• TASK REQUIREMENTS
Every record below should be printed exactly as it appears.

• DATASET RECORDS
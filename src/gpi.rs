//! GPI (General Purpose Input) module
//!
//! Samples the entry/exit buttons and the two ambient light sensors. Raw
//! levels only: edge detection happens in the scheduler.

use embedded_hal::digital::{self, InputPin};
use log::warn;

use crate::types::{GpiSample, LightReadings};

#[derive(Clone, Copy, Debug, PartialEq, Eq, thiserror::Error)]
pub enum GpiError {
    #[error("input pin error: {0:?}")]
    Pin(digital::ErrorKind),
    #[error("light sensor read failed")]
    Light,
}

/// Ambient light sensor behind an ADC channel
///
/// Low values mean light (space empty), high values dark. The controller
/// only reports them; occupancy is never derived from these readings.
pub trait LightSensor {
    fn read_raw(&mut self) -> Result<u16, GpiError>;
}

/// Source of one raw input sample per tick
pub trait Inputs {
    fn sample(&mut self) -> GpiSample;
}

/// Inputs of the gate controller
///
/// Buttons switch to ground against a pull-up, so a low level is a press.
pub struct Gpi<B, L> {
    entry: B,
    exit: B,
    light: [L; 2],
}

impl<B: InputPin, L: LightSensor> Gpi<B, L> {
    pub fn new(entry: B, exit: B, light: [L; 2]) -> Self {
        Self { entry, exit, light }
    }

    pub fn read_light(&mut self) -> LightReadings {
        let mut raw = [0u16; 2];
        for (slot, sensor) in raw.iter_mut().zip(self.light.iter_mut()) {
            *slot = sensor.read_raw().unwrap_or_else(|e| {
                warn!("gpi: {}", e);
                0
            });
        }
        LightReadings(raw)
    }
}

impl<B: InputPin, L: LightSensor> Inputs for Gpi<B, L> {
    fn sample(&mut self) -> GpiSample {
        GpiSample {
            entry_pressed: pressed(&mut self.entry, "entry"),
            exit_pressed: pressed(&mut self.exit, "exit"),
            light: self.read_light(),
        }
    }
}

fn pressed<B: InputPin>(pin: &mut B, name: &str) -> bool {
    match pin.is_low() {
        Ok(low) => low,
        Err(e) => {
            warn!("gpi: {} button unreadable: {}", name, GpiError::Pin(digital::Error::kind(&e)));
            false
        }
    }
}
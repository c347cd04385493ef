//! Remote command protocol
//!
//! One JSON object per TCP connection, tagged by its `action` field:
//!
//! ```text
//! {"action":"state"}
//! {"action":"led","space":2,"value":false}
//! {"action":"gate","value":true}
//! {"action":"session","vehicle_id":4,"kind":"entry"}
//! ```
//!
//! `state` is answered with a [`StateReport`], everything else with [`ACK`].
//! Boolean values also accept 0/1, which is what the monitoring client sends
//! for `led`.

use alloc::vec::Vec;
use core::fmt;

use serde::de::{self, Deserializer, Visitor};
use serde::{Deserialize, Serialize};

use crate::types::{SpaceId, VehicleId, SPACES};

/// Acknowledgement sent for every accepted non-query command
pub const ACK: &[u8] = b"OK";

/// Largest request the server reads
pub const MAX_REQUEST: usize = 1024;

#[derive(Clone, Copy, Debug, PartialEq, Eq, Deserialize, Serialize)]
#[serde(rename_all = "lowercase")]
pub enum SessionKind {
    Entry,
    Exit,
}

#[derive(Clone, Copy, Debug, PartialEq, Eq, Deserialize)]
#[serde(tag = "action", rename_all = "lowercase")]
pub enum Command {
    State,
    /// `value == true` marks the space free
    Led {
        space: SpaceId,
        #[serde(deserialize_with = "flag")]
        value: bool,
    },
    /// Holds the gate in the given position until told otherwise
    Gate {
        #[serde(deserialize_with = "flag")]
        value: bool,
    },
    Session {
        vehicle_id: VehicleId,
        kind: SessionKind,
    },
}

/// Answer to `state`
#[derive(Clone, Debug, PartialEq, Eq, Serialize)]
pub struct StateReport {
    pub free: usize,
    pub gate: bool,
    pub sessions: usize,
    /// Raw ambient light sensor readings
    pub light: [u16; 2],
    /// Per-space indicator, true = free
    pub leds: [bool; SPACES],
    /// Full fee in colones while an exit awaits confirmation
    pub pending_fee: Option<u64>,
}

#[derive(Debug, thiserror::Error)]
pub enum ProtocolError {
    #[error("malformed command: {0}")]
    Malformed(serde_json::Error),
    #[error("could not encode reply: {0}")]
    Encode(serde_json::Error),
}

impl ProtocolError {
    /// The bytes so far are a valid prefix; more may complete the command
    pub fn is_incomplete(&self) -> bool {
        matches!(self, ProtocolError::Malformed(e) if e.is_eof())
    }
}

pub fn parse(bytes: &[u8]) -> Result<Command, ProtocolError> {
    serde_json::from_slice(bytes).map_err(ProtocolError::Malformed)
}

pub fn encode_state(report: &StateReport) -> Result<Vec<u8>, ProtocolError> {
    serde_json::to_vec(report).map_err(ProtocolError::Encode)
}

fn flag<'de, D: Deserializer<'de>>(deserializer: D) -> Result<bool, D::Error> {
    struct FlagVisitor;

    impl Visitor<'_> for FlagVisitor {
        type Value = bool;

        fn expecting(&self, f: &mut fmt::Formatter<'_>) -> fmt::Result {
            f.write_str("a boolean or 0/1")
        }

        fn visit_bool<E: de::Error>(self, v: bool) -> Result<bool, E> {
            Ok(v)
        }

        fn visit_u64<E: de::Error>(self, v: u64) -> Result<bool, E> {
            match v {
                0 => Ok(false),
                1 => Ok(true),
                _ => Err(E::invalid_value(de::Unexpected::Unsigned(v), &self)),
            }
        }

        fn visit_i64<E: de::Error>(self, v: i64) -> Result<bool, E> {
            match u64::try_from(v) {
                Ok(v) => self.visit_u64(v),
                Err(_) => Err(E::invalid_value(de::Unexpected::Signed(v), &self)),
            }
        }
    }

    deserializer.deserialize_any(FlagVisitor)
}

• ANSWER TO THE PROBLEM
filename src/gpi.rs
//! GPI (General Purpose Input) module
//!
//! Samples the entry/exit buttons and the two ambient light sensors. Raw
//! levels only: edge detection happens in the scheduler.

use embedded_hal::digital::{self, InputPin};
use log::warn;

use crate::types::{GpiSample, LightReadings};

#[derive(Clone, Copy, Debug, PartialEq, Eq, thiserror::Error)]
pub enum GpiError {
    #[error("input pin error: {0:?}")]
    Pin(digital::ErrorKind),
    #[error("light sensor read failed")]
    Light,
}

/// Ambient light sensor behind an ADC channel
///
/// Low values mean light (space empty), high values dark. The controller
/// only reports them; occupancy is never derived from these readings.
pub trait LightSensor {
    fn read_raw(&mut self) -> Result<u16, GpiError>;
}

/// Source of one raw input sample per tick
pub trait Inputs {
    fn sample(&mut self) -> GpiSample;
}

/// Inputs of the gate controller
///
/// Buttons switch to ground against a pull-up, so a low level is a press.
pub struct Gpi<B, L> {
    entry: B,
    exit: B,
    light: [L; 2],
}

impl<B: InputPin, L: LightSensor> Gpi<B, L> {
    pub fn new(entry: B, exit: B, light: [L; 2]) -> Self {
        Self { entry, exit, light }
    }

    pub fn read_light(&mut self) -> LightReadings {
        let mut raw = [0u16; 2];
        for (slot, sensor) in raw.iter_mut().zip(self.light.iter_mut()) {
            *slot = sensor.read_raw().unwrap_or_else(|e| {
                warn!("gpi: {}", e);
                0
            });
        }
        LightReadings(raw)
    }
}

impl<B: InputPin, L: LightSensor> Inputs for Gpi<B, L> {
    fn sample(&mut self) -> GpiSample {
        GpiSample {
            entry_pressed: pressed(&mut self.entry, "entry"),
            exit_pressed: pressed(&mut self.exit, "exit"),
            light: self.read_light(),
        }
    }
}

fn pressed<B: InputPin>(pin: &mut B, name: &str) -> bool {
    match pin.is_low() {
        Ok(low) => low,
        Err(e) => {
            warn!("gpi: {} button unreadable: {}", name, GpiError::Pin(digital::Error::kind(&e)));
            false
        }
    }
}
repository c347cd04385493ef
//! Remote command protocol
//!
//! One JSON object per TCP connection, tagged by its `action` field:
//!
//! ```text
//! {"action":"state"}
//! {"action":"led","space":2,"value":false}
//! {"action":"gate","value":true}
//! {"action":"session","vehicle_id":4,"kind":"entry"}
//! ```
//!
//! `state` is answered with a [`StateReport`], everything else with [`ACK`].
//! Boolean values also accept 0/1, which is what the monitoring client sends
//! for `led`.

use alloc::vec::Vec;
use core::fmt;

use serde::de::{self, Deserializer, Visitor};
use serde::{Deserialize, Serialize};

use crate::types::{SpaceId, VehicleId, SPACES};

/// Acknowledgement sent for every accepted non-query command
pub const ACK: &[u8] = b"OK";

/// Largest request the server reads
pub const MAX_REQUEST: usize = 1024;

#[derive(Clone, Copy, Debug, PartialEq, Eq, Deserialize, Serialize)]
#[serde(rename_all = "lowercase")]
pub enum SessionKind {
    Entry,
    Exit,
}

#[derive(Clone, Copy, Debug, PartialEq, Eq, Deserialize)]
#[serde(tag = "action", rename_all = "lowercase")]
pub enum Command {
    State,
    /// `value == true` marks the space free
    Led {
        space: SpaceId,
        #[serde(deserialize_with = "flag")]
        value: bool,
    },
    /// Holds the gate in the given position until told otherwise
    Gate {
        #[serde(deserialize_with = "flag")]
        value: bool,
    },
    Session {
        vehicle_id: VehicleId,
        kind: SessionKind,
    },
}

/// Answer to `state`
#[derive(Clone, Debug, PartialEq, Eq, Serialize)]
pub struct StateReport {
    pub free: usize,
    pub gate: bool,
    pub sessions: usize,
    /// Raw ambient light sensor readings
    pub light: [u16; 2],
    /// Per-space indicator, true = free
    pub leds: [bool; SPACES],
    /// Full fee in colones while an exit awaits confirmation
    pub pending_fee: Option<u64>,
}

#[derive(Debug, thiserror::Error)]
pub enum ProtocolError {
    #[error("malformed command: {0}")]
    Malformed(serde_json::Error),
    #[error("could not encode reply: {0}")]
    Encode(serde_json::Error),
}

impl ProtocolError {
    /// The bytes so far are a valid prefix; more may complete the command
    pub fn is_incomplete(&self) -> bool {
        matches!(self, ProtocolError::Malformed(e) if e.is_eof())
    }
}

pub fn parse(bytes: &[u8]) -> Result<Command, ProtocolError> {
    serde_json::from_slice(bytes).map_err(ProtocolError::Malformed)
}

pub fn encode_state(report: &StateReport) -> Result<Vec<u8>, ProtocolError> {
    serde_json::to_vec(report).map_err(ProtocolError::Encode)
}

fn flag<'de, D: Deserializer<'de>>(deserializer: D) -> Result<bool, D::Error> {
    struct FlagVisitor;

    impl Visitor<'_> for FlagVisitor {
        type Value = bool;

        fn expecting(&self, f: &mut fmt::Formatter<'_>) -> fmt::Result {
            f.write_str("a boolean or 0/1")
        }

        fn visit_bool<E: de::Error>(self, v: bool) -> Result<bool, E> {
            Ok(v)
        }

        fn visit_u64<E: de::Error>(self, v: u64) -> Result<bool, E> {
            match v {
                0 => Ok(false),
                1 => Ok(true),
                _ => Err(E::invalid_value(de::Unexpected::Unsigned(v), &self)),
            }
        }

        fn visit_i64<E: de::Error>(self, v: i64) -> Result<bool, E> {
            match u64::try_from(v) {
                Ok(v) => self.visit_u64(v),
                Err(_) => Err(E::invalid_value(de::Unexpected::Signed(v), &self)),
            }
        }
    }

    deserializer.deserialize_any(FlagVisitor)
}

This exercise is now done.